We live in a time when working as an ecologist is both exciting and downright terrifying. This research was done on the precipice of a species extinction; it is likely that I and fellow co-authors were the last people to observe an abundant population of one of the world’s largest bumble bees, Bombus dahlbomii, also known as the Patagonian bumble bee or “flying mouse”. Only five years after our study, it is no longer possible to ask follow up research questions as dahlbomii has nearly gone extinct in Patagonia. During the past two decades, dahlbomii has suffered dramatic population declines due largely to the invasion of Bombus terrestris, the buff-tailed bumble bee. This invader spreads parasites to dahlbomii and has overwhelmed ecosystems as an aggressive competitor. Our study examined the relationship between dahlbomii and terrestris in a national park in Argentine Patagonia.
Fuchsia magellanica is shrub native to the temperate regions of Chile and Argentina and has two primary pollinators; native bumble bee dahlbomii and native hummingbird Sephanoides sephaniodes. Fuchsia shrubs have ornamental flowers that hang down and have basal nectar tubes, meaning bumble bees who visit through the front of the flower grasp onto the red sepals and reach their proboscises up through the long purple corolla tubes in order to access nectar. Because of the floral morphology, only long-tongued bumble bees like native dahlbomii are able to effectively reach the nectar. This means that short-tongued invader, terrestris can access only a fraction of the nectar through visiting the flower legitimately.
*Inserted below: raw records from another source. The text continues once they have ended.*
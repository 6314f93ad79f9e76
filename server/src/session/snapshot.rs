//! Per-client delta snapshot encoding (§4.7 `update`'s per-component
//! "count, then (entity-hash, state-bitmask, fields)" blocks).
//!
//! Each client keeps a [`ViewState`] recording what it was last told about
//! every entity in its view; an entity that just entered the view set is
//! re-sent in full (bitmask `ALL`), everything else only when a field
//! actually changed since last tick.

use rysteria_protocol::entity::WireEntity;
use rysteria_protocol::PacketWriter;

use crate::ecs::components::player_info::MAX_SLOTS;
use crate::ecs::components::{Health, Physical, PlayerInfo, SQUAD_SLOTS};
use crate::ecs::entity::Entity;
use crate::ecs::store::World;

bitflags::bitflags! {
    #[derive(Clone, Copy, PartialEq, Eq, Debug, Default)]
    pub struct PhysicalDirty: u8 {
        const X      = 0b0001;
        const Y      = 0b0010;
        const ANGLE  = 0b0100;
        const RADIUS = 0b1000;
        const ALL = Self::X.bits() | Self::Y.bits() | Self::ANGLE.bits() | Self::RADIUS.bits();
    }
}

bitflags::bitflags! {
    #[derive(Clone, Copy, PartialEq, Eq, Debug, Default)]
    pub struct HealthDirty: u8 {
        const VALUE = 0b01;
        const MAX   = 0b10;
        const ALL = Self::VALUE.bits() | Self::MAX.bits();
    }
}

#[derive(Clone, Copy, Default)]
struct LastPhysical {
    x: f32,
    y: f32,
    angle: f32,
    radius: f32,
}

#[derive(Clone, Copy, Default)]
struct LastHealth {
    value: f32,
    max: f32,
}

/// What this client was last told about each entity in its view; absence
/// of a key means "not yet sent", i.e. force a full bitmask.
#[derive(Default)]
pub struct ViewState {
    physical: std::collections::HashMap<Entity, LastPhysical>,
    health: std::collections::HashMap<Entity, LastHealth>,
}

fn wire_entity(e: Entity) -> WireEntity {
    WireEntity { index: e.index() as u16, generation: e.generation() as u16 }
}

/// Writes the delta-encoded `physical` and `health` component blocks for
/// every entity in `view` into `w`, updating `state` for next tick.
pub fn write_delta(w: &mut PacketWriter, world: &World, view: &std::collections::HashSet<Entity>, state: &mut ViewState) {
    write_physical_block(w, world, view, state);
    write_health_block(w, world, view, state);
}

fn write_physical_block(w: &mut PacketWriter, world: &World, view: &std::collections::HashSet<Entity>, state: &mut ViewState) {
    let mut entries: Vec<(Entity, &Physical, PhysicalDirty)> = Vec::new();
    for &e in view {
        let Some(p) = world.get_physical(e) else { continue };
        let dirty = match state.physical.get(&e) {
            None => PhysicalDirty::ALL,
            Some(last) => {
                let mut d = PhysicalDirty::empty();
                d.set(PhysicalDirty::X, last.x != p.x);
                d.set(PhysicalDirty::Y, last.y != p.y);
                d.set(PhysicalDirty::ANGLE, last.angle != p.angle);
                d.set(PhysicalDirty::RADIUS, last.radius != p.radius);
                d
            }
        };
        if !dirty.is_empty() {
            entries.push((e, p, dirty));
        }
    }
    w.write_varuint(entries.len() as u64);
    for (e, p, dirty) in entries {
        wire_entity(e).write(w);
        w.write_u8(dirty.bits());
        if dirty.contains(PhysicalDirty::X) {
            w.write_f32(p.x);
        }
        if dirty.contains(PhysicalDirty::Y) {
            w.write_f32(p.y);
        }
        if dirty.contains(PhysicalDirty::ANGLE) {
            w.write_f32(p.angle);
        }
        if dirty.contains(PhysicalDirty::RADIUS) {
            w.write_f32(p.radius);
        }
        state.physical.insert(e, LastPhysical { x: p.x, y: p.y, angle: p.angle, radius: p.radius });
    }
}

fn write_health_block(w: &mut PacketWriter, world: &World, view: &std::collections::HashSet<Entity>, state: &mut ViewState) {
    let mut entries: Vec<(Entity, &Health, HealthDirty)> = Vec::new();
    for &e in view {
        let Some(h) = world.get_health(e) else { continue };
        let dirty = match state.health.get(&e) {
            None => HealthDirty::ALL,
            Some(last) => {
                let mut d = HealthDirty::empty();
                d.set(HealthDirty::VALUE, last.value != h.health);
                d.set(HealthDirty::MAX, last.max != h.max_health);
                d
            }
        };
        if !dirty.is_empty() {
            entries.push((e, h, dirty));
        }
    }
    w.write_varuint(entries.len() as u64);
    for (e, h, dirty) in entries {
        wire_entity(e).write(w);
        w.write_u8(dirty.bits());
        if dirty.contains(HealthDirty::VALUE) {
            w.write_f32(h.health);
        }
        if dirty.contains(HealthDirty::MAX) {
            w.write_f32(h.max_health);
        }
        state.health.insert(e, LastHealth { value: h.health, max: h.max_health });
    }
}

/// Assembles one client's full `update` packet (§4.7): the squad block
/// (4 member records plus the squad's own index/owner/position/private/
/// expose-code fields), then -- if the client has a live flower -- the
/// delta snapshot for its current view.
///
/// The exact field order beyond what §4.7 spells out (squad "index"
/// identifying which squad this is, as opposed to owner/position) isn't
/// pinned down by the spec; this uses the squad entity's raw index as that
/// identifier, which is this port's own call.
pub fn write_update(w: &mut PacketWriter, world: &World, player_info: Option<Entity>, tick_num: u64, state: &mut ViewState) {
    let info = player_info.and_then(|e| world.get_player_info(e));
    let squad_entity = info.and_then(|i| i.squad);
    let squad = squad_entity.and_then(|s| world.get_squad(s));

    w.write_i8(-1);
    for i in 0..SQUAD_SLOTS {
        let member = squad.map(|s| s.members[i]).unwrap_or_default();
        w.write_bool(member.player_info.is_some());
        w.write_bool(member.playing);
        w.write_bool(member.disconnected);
        w.write_bool(member.blocked);
        w.write_bool(member.is_dev);
        w.write_u8(member.kick_votes);
        let member_info = member.player_info.and_then(|e| world.get_player_info(e));
        let level = member.player_info.and_then(|e| world.get_flower(e)).map(|f| f.level).unwrap_or(0);
        w.write_varuint(level as u64);
        w.write_str("", 16);
        for slot_idx in 0..MAX_SLOTS {
            let (id, rarity) = member_info
                .map(|pi| pi.slots[slot_idx])
                .map(|s| (s.id as u8, s.rarity as u8))
                .unwrap_or((0, 0));
            w.write_u8(id);
            w.write_u8(rarity);
        }
    }
    w.write_u32(squad_entity.map(|e| e.index()).unwrap_or(0));
    w.write_u8(squad.map(|s| s.owner_slot as u8).unwrap_or(0));
    w.write_u8(info.map(|i| i.squad_pos).unwrap_or(0));
    w.write_bool(squad.map(|s| s.private).unwrap_or(false));
    w.write_bool(squad.map(|s| s.expose_code).unwrap_or(false));
    w.write_u8(squad.map(|s| s.biome).unwrap_or(0));
    w.write_str(squad.map(|s| s.code.as_str()).unwrap_or(""), 16);

    let in_game = info.map(|i| !i.flower.is_null()).unwrap_or(false);
    let afk = info
        .map(|i| tick_num.saturating_sub(i.last_input_change_tick) >= PlayerInfo::AFK_TICKS)
        .unwrap_or(false);
    w.write_bool(afk);
    w.write_bool(in_game);

    if in_game {
        let view = info.map(|i| i.entities_in_view.clone()).unwrap_or_default();
        write_delta(w, world, &view, state);
    }
}

/// Drops tracked state for entities no longer in view, so they re-send a
/// full bitmask if they ever re-enter (§4.7: "entities newly entering the
/// client's view set receive the full bitmask").
pub fn forget_out_of_view(state: &mut ViewState, view: &std::collections::HashSet<Entity>) {
    state.physical.retain(|e, _| view.contains(e));
    state.health.retain(|e, _| view.contains(e));
}

#[cfg(test)]
mod tests {
    use super::*;
    use crate::ecs::components::Physical;

    #[test]
    fn newly_viewed_entity_sends_full_bitmask_then_stays_quiet() {
        let mut world = World::new();
        let e = world.alloc_entity().unwrap();
        world.add_physical(e, Physical { x: 1.0, y: 2.0, ..Default::default() }).unwrap();
        let mut view = std::collections::HashSet::new();
        view.insert(e);
        let mut state = ViewState::default();

        let mut w1 = PacketWriter::new();
        write_delta(&mut w1, &world, &view, &mut state);
        assert!(w1.len() > 0);

        let mut w2 = PacketWriter::new();
        write_delta(&mut w2, &world, &view, &mut state);
        // Unchanged physical: just the two zero counts (no dirty entities).
        assert_eq!(w2.as_slice(), &[0u8, 0u8]);
    }
}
At the beginning of our study, both bumble bee species visited flowers legitimately 100% of the time. On Feb 2, the story of the ecosystem began to rapidly change. Luckily, our methodology had us conducting pollinator surveys every day of the week, so we caught the sudden shift to robbing. On Feb 2, the invasive bumble bees began chewing holes in the corolla tubes of flowers, a “cheating” behaviour known as primary nectar robbing that is used to gain nectar rewards without providing the flower with the service of pollination. The holes in the flowers remain until the flower dies, incentivizing robbers to continue robbing throughout the flower’s lifespan. Visitors that continue to use these established holes are called “secondary robbers”.
Out of the total 2,542 robbing visits observed during the 2.5 months of observations, we recorded only 28 primary robbing visits by 20 invasive bumble bee individuals. This means that only 1.3% of our recorded robbing visits were primary, compared to the 98.7% that were secondary. Only three days after the first observed primary robbing event, the invasive bumble bees were secondary robbing flowers almost exclusively. In other words, we could have missed observing primary robbing visits almost entirely if we had not been conducting observations every day.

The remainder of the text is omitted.